WHAT IS EXPECTED:
Copy all lines below containing "RefreshGrant".

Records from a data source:
BEGIN

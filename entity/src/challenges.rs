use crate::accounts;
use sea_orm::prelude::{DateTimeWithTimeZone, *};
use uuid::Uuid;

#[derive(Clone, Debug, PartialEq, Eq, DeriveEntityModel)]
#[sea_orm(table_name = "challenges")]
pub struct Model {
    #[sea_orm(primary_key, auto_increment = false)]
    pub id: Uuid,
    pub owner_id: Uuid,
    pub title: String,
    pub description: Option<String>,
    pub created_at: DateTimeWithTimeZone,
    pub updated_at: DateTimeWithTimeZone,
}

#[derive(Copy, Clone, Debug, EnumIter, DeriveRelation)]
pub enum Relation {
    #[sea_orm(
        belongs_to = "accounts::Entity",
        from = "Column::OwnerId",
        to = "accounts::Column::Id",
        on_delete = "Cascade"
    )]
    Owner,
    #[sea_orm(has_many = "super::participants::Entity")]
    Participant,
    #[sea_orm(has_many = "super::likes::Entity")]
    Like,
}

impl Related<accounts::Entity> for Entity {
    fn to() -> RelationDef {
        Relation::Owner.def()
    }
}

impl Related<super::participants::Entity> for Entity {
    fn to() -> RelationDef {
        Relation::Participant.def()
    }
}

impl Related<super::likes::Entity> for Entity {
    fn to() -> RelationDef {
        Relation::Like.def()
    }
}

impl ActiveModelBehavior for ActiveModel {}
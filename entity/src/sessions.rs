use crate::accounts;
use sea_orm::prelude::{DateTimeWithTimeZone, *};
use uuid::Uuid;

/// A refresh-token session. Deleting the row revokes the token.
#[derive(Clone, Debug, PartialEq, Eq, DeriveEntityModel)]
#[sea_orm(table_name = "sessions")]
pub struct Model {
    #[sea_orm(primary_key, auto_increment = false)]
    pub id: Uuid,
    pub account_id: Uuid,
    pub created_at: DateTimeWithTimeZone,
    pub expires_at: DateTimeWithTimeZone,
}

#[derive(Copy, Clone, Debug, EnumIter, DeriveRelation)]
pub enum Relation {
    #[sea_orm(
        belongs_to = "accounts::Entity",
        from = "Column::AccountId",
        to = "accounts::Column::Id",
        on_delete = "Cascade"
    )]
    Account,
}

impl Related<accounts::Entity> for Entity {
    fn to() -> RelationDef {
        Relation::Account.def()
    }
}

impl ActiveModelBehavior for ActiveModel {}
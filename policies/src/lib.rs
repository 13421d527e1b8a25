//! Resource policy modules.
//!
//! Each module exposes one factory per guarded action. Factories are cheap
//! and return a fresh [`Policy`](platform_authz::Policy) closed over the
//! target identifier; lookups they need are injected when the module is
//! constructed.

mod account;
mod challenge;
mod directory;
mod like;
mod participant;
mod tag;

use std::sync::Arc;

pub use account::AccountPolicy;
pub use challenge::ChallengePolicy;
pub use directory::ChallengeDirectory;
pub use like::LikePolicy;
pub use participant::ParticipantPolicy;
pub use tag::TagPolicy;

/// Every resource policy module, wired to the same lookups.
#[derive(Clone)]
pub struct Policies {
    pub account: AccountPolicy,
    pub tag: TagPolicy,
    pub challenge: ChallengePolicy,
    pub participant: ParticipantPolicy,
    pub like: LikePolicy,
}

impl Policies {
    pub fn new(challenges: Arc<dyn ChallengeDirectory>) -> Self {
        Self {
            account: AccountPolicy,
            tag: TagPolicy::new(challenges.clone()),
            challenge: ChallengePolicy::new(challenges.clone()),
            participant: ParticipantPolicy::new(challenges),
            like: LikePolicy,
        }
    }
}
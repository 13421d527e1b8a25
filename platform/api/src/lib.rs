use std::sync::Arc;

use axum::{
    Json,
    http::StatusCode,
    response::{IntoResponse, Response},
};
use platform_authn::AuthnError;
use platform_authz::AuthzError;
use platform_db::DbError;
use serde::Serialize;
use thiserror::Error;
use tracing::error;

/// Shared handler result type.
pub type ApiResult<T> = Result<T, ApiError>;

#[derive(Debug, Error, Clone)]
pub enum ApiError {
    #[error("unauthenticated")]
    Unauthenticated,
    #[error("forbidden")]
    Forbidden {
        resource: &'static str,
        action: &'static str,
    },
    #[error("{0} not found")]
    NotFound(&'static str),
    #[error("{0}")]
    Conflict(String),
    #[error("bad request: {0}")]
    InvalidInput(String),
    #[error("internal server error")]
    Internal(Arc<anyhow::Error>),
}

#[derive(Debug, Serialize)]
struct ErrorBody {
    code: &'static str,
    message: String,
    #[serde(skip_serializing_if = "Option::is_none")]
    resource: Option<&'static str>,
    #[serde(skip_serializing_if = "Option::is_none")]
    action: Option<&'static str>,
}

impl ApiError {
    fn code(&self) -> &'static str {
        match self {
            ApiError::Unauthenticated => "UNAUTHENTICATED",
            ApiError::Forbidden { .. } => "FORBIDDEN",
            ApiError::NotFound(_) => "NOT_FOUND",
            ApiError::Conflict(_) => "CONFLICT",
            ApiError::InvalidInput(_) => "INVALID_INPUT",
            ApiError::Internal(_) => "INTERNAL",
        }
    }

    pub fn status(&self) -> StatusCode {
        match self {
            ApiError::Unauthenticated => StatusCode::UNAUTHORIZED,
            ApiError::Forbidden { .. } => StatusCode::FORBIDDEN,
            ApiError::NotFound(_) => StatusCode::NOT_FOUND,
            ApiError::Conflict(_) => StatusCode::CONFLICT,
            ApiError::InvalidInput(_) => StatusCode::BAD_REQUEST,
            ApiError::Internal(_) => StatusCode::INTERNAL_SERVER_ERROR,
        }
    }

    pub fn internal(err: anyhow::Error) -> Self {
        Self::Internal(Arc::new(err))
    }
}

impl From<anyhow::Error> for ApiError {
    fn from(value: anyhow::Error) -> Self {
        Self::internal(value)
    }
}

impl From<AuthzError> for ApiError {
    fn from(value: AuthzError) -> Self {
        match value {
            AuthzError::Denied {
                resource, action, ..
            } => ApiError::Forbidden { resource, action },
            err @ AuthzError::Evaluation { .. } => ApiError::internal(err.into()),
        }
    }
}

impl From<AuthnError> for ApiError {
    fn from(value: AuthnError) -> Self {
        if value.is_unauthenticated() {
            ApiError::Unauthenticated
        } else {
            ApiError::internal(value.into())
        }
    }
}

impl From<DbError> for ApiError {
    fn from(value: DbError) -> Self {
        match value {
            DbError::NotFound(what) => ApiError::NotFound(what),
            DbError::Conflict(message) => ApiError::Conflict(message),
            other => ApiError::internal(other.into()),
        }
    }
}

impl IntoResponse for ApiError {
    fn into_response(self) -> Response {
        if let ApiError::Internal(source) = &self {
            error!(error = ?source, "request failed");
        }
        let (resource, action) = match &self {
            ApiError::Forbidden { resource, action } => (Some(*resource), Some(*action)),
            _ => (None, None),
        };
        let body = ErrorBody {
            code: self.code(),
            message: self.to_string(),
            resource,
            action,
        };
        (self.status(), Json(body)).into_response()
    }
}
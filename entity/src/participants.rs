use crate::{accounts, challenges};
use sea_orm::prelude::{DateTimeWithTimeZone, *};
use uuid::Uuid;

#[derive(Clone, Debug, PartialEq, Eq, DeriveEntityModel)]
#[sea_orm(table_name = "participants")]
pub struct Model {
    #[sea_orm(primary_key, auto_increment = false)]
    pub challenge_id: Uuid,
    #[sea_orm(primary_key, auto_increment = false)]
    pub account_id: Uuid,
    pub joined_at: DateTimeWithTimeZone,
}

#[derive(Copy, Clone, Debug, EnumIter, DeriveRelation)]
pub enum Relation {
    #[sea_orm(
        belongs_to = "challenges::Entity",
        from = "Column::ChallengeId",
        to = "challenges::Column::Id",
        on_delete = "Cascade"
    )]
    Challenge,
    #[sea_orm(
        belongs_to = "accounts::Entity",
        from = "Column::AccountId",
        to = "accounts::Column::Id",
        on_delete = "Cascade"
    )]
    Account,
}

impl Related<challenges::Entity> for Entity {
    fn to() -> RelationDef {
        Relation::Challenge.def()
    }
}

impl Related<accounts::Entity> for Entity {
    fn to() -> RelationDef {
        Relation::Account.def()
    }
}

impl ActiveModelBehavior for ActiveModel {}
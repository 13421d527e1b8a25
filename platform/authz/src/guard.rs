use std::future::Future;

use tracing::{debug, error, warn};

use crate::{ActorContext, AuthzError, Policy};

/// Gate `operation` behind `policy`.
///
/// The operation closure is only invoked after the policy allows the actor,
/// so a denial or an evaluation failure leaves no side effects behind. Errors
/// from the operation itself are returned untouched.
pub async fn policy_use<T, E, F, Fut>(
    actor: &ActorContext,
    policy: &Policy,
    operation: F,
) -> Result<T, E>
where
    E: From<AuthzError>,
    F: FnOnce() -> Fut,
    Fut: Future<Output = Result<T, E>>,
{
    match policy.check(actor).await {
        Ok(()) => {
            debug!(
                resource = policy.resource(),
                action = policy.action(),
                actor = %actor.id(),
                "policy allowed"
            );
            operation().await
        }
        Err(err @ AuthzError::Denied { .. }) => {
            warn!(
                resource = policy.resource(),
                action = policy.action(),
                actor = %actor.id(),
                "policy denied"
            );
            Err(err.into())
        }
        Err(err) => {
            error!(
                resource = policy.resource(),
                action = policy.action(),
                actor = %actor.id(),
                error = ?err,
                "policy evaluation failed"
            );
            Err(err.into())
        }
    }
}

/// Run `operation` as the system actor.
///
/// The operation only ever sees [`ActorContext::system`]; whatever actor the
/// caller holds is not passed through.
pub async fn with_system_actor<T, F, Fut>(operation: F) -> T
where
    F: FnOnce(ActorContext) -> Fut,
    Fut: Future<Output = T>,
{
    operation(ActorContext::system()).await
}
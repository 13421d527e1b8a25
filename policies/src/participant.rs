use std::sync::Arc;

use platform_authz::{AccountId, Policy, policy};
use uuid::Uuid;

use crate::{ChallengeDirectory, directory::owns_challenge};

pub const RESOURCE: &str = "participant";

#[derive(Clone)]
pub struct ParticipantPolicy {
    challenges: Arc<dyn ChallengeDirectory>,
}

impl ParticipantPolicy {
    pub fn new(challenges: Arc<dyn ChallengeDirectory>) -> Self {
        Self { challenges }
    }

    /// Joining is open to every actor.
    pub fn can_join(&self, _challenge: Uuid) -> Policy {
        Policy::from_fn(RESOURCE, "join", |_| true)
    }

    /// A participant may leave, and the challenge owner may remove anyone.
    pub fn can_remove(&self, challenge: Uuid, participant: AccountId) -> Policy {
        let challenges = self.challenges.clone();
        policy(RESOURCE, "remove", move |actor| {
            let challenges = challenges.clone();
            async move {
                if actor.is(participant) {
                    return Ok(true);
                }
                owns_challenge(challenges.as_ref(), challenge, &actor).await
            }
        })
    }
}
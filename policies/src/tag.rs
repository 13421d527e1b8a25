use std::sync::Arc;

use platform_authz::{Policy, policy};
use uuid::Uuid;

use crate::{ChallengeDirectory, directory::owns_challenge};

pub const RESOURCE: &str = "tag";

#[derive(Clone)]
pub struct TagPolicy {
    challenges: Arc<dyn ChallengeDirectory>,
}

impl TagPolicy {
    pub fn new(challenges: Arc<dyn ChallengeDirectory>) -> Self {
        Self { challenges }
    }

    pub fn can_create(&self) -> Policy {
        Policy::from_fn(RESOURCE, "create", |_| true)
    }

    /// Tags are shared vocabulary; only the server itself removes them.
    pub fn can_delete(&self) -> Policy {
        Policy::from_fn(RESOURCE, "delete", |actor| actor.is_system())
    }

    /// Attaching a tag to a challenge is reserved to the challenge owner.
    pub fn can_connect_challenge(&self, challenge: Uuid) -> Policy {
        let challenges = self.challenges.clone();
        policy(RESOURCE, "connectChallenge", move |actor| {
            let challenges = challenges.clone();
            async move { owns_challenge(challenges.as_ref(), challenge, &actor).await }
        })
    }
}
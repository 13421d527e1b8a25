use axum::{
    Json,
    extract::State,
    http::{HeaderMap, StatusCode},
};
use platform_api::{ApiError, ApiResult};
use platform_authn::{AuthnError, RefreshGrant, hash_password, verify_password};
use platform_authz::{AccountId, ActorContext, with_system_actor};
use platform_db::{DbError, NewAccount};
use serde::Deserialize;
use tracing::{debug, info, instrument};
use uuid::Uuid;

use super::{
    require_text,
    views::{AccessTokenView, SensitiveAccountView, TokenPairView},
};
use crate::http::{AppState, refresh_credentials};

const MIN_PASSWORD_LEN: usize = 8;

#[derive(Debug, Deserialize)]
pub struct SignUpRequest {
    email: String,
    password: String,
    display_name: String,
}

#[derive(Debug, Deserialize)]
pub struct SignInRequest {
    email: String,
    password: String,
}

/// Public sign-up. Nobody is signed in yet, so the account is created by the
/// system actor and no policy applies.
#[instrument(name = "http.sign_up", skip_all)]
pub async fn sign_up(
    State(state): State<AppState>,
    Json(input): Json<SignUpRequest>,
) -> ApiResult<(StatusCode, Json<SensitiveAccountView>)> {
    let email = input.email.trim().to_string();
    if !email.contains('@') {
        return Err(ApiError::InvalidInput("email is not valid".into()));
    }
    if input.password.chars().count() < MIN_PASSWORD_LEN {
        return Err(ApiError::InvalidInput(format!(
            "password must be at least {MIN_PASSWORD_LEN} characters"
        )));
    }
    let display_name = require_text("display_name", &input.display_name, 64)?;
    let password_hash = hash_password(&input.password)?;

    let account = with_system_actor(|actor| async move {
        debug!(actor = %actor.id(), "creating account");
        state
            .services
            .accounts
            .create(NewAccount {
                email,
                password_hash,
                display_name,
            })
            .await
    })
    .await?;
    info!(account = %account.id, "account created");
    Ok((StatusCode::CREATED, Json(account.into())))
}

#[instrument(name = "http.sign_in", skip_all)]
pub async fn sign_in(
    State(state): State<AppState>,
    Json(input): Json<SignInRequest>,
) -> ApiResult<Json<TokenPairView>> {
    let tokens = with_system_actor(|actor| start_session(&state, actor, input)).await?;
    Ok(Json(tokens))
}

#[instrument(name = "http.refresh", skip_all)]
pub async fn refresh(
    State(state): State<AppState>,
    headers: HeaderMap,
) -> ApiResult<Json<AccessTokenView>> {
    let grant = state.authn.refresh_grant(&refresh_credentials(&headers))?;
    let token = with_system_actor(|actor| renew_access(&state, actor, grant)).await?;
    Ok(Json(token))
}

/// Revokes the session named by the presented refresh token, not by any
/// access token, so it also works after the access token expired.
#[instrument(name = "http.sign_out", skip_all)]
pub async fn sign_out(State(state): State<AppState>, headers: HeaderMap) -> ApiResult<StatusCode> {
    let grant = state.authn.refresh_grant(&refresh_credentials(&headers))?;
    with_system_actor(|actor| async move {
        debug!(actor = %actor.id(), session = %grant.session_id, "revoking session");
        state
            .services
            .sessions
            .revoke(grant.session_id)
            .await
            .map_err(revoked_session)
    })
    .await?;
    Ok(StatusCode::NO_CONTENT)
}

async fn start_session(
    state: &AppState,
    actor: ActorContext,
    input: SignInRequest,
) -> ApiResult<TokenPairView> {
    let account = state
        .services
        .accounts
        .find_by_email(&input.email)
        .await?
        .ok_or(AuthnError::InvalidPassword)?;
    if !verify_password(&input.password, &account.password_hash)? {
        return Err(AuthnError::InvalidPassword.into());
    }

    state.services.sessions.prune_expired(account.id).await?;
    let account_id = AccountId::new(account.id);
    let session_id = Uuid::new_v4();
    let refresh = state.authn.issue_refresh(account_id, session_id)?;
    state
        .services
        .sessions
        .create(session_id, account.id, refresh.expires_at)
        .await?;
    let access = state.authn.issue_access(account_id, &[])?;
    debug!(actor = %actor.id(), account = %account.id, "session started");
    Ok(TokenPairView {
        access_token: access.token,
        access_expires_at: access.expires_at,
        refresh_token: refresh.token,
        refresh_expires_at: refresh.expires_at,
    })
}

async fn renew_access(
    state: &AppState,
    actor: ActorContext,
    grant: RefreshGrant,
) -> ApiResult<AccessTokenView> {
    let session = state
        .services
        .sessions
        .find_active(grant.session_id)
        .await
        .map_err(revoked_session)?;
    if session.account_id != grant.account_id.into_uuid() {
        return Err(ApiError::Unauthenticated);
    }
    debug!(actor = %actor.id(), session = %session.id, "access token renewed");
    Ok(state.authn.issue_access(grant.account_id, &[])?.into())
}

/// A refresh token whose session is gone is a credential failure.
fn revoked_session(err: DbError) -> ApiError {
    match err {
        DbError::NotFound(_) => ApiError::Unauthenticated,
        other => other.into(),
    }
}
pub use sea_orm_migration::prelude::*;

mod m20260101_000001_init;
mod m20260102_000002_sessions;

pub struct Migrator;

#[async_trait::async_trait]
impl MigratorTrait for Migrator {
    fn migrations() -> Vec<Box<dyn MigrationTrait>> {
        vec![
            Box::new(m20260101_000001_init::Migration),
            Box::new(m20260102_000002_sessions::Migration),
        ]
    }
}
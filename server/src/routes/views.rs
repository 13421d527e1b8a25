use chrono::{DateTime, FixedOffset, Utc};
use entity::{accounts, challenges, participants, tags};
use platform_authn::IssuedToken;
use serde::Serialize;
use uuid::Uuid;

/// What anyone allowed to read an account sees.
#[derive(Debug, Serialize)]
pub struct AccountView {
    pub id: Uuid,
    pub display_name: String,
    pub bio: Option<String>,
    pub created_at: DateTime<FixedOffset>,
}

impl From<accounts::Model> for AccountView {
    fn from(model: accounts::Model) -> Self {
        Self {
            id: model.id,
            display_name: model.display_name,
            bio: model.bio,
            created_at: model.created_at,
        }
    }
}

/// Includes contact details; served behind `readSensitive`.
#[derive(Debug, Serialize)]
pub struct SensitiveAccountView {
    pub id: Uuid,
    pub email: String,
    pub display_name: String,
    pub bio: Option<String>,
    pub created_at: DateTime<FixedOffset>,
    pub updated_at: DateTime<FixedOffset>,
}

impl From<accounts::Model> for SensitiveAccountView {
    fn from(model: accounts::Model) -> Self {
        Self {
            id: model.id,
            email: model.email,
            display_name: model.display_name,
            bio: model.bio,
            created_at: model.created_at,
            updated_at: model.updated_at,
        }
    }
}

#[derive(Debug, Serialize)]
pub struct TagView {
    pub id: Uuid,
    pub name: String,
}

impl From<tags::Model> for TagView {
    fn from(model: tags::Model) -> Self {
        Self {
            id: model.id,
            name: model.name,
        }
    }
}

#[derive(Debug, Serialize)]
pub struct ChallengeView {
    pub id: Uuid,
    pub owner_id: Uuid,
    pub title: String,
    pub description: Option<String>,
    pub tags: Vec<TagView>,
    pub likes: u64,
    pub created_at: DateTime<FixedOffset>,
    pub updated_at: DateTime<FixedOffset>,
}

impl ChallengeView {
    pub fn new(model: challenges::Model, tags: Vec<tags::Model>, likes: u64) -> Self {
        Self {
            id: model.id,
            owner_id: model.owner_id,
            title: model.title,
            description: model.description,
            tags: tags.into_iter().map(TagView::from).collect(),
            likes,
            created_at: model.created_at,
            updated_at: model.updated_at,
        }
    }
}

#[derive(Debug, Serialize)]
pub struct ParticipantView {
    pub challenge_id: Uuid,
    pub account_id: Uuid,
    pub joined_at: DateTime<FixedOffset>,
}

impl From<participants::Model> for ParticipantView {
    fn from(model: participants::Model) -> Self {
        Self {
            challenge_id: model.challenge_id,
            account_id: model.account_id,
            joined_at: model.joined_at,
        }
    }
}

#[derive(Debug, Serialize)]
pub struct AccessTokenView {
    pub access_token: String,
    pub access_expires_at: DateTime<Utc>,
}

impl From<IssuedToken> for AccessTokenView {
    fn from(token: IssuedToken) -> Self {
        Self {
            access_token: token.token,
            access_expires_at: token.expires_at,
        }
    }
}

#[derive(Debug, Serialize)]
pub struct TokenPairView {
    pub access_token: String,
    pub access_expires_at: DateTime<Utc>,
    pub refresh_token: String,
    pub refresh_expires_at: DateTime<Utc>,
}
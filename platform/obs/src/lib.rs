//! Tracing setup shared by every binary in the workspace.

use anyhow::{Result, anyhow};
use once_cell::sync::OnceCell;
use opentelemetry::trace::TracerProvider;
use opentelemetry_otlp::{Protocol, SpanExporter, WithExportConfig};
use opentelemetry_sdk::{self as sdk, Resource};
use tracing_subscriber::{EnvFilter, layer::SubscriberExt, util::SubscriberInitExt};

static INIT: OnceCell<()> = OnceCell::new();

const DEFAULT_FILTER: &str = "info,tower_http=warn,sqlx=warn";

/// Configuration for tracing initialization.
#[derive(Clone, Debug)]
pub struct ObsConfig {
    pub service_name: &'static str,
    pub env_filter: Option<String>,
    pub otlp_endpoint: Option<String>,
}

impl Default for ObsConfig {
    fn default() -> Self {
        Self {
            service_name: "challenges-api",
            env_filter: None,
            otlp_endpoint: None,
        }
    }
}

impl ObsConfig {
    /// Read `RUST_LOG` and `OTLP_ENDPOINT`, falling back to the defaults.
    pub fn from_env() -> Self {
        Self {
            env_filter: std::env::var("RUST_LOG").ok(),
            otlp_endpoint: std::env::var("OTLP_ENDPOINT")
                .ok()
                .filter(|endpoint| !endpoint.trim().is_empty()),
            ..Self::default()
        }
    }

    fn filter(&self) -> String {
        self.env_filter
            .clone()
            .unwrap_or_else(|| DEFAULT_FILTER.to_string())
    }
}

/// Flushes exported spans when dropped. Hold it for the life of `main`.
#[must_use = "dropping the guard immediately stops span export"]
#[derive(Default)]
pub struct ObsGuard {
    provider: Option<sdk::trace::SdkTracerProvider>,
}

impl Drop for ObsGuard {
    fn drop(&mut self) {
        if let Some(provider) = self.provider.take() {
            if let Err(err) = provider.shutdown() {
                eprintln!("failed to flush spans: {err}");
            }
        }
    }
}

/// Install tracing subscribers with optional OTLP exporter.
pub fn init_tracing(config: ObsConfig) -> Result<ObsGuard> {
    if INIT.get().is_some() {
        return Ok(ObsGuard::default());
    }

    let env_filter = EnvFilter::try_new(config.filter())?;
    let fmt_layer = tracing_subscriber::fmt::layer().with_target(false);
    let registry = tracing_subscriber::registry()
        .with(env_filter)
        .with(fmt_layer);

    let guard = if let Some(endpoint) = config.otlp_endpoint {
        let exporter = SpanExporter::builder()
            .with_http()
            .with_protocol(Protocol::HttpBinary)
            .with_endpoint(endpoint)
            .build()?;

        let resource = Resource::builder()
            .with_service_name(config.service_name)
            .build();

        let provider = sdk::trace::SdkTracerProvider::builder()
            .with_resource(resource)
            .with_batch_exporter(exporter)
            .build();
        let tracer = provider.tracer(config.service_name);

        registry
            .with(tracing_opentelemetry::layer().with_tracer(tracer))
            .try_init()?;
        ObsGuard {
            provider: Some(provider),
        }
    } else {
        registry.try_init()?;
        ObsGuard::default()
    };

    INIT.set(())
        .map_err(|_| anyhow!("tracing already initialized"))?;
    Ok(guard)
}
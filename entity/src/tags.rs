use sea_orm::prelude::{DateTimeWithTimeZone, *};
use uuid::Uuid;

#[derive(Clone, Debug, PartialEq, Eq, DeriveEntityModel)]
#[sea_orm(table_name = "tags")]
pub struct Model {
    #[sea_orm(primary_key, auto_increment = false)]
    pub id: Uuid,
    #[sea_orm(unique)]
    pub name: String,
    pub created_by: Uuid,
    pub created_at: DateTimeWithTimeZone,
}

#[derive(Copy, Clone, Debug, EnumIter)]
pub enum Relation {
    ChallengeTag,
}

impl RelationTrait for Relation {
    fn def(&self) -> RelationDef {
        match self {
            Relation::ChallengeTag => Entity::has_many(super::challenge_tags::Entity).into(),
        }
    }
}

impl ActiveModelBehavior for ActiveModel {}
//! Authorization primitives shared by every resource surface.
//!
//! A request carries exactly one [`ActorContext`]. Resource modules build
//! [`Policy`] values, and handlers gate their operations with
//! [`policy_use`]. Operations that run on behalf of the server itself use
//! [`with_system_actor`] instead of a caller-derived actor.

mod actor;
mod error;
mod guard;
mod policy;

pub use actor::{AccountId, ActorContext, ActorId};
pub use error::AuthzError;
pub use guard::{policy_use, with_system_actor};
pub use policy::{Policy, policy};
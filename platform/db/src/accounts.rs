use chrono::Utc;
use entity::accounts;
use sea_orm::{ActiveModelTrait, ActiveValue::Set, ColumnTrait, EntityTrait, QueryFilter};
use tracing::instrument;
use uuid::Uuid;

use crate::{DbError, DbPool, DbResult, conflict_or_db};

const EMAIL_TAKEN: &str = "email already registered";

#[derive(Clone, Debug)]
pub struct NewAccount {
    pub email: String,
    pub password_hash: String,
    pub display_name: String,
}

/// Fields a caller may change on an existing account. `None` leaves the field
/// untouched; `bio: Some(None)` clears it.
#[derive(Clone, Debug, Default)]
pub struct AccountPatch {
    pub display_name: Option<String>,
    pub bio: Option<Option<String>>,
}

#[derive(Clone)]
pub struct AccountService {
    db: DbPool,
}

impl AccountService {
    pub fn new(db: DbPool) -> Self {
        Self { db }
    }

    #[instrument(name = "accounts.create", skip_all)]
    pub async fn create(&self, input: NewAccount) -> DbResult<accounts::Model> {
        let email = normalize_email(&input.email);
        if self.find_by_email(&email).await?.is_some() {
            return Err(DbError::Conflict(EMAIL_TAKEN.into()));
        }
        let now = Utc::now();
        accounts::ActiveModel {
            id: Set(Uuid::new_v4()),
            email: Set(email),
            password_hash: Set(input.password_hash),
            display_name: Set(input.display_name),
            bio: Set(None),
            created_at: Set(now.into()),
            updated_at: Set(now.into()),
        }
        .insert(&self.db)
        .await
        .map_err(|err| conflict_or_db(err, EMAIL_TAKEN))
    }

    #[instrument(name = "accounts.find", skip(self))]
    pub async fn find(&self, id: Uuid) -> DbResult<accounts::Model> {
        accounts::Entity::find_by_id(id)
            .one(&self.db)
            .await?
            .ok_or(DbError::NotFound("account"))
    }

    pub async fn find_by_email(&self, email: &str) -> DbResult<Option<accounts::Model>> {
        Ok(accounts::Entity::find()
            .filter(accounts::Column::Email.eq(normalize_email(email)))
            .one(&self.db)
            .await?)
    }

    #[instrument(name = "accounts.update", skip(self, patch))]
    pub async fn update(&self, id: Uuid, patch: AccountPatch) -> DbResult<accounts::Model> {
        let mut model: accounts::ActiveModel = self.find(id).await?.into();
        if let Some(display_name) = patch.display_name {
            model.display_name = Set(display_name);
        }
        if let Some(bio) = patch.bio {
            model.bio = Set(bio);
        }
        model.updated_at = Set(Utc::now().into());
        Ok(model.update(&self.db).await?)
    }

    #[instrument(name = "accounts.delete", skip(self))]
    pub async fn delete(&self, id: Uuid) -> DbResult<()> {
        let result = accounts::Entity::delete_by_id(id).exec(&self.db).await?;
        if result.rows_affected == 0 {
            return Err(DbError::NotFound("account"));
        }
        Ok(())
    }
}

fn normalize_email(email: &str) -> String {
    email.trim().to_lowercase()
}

END

REPLY:
use platform_authn::{AuthnError, RefreshGrant, hash_password, verify_password};
    grant: RefreshGrant,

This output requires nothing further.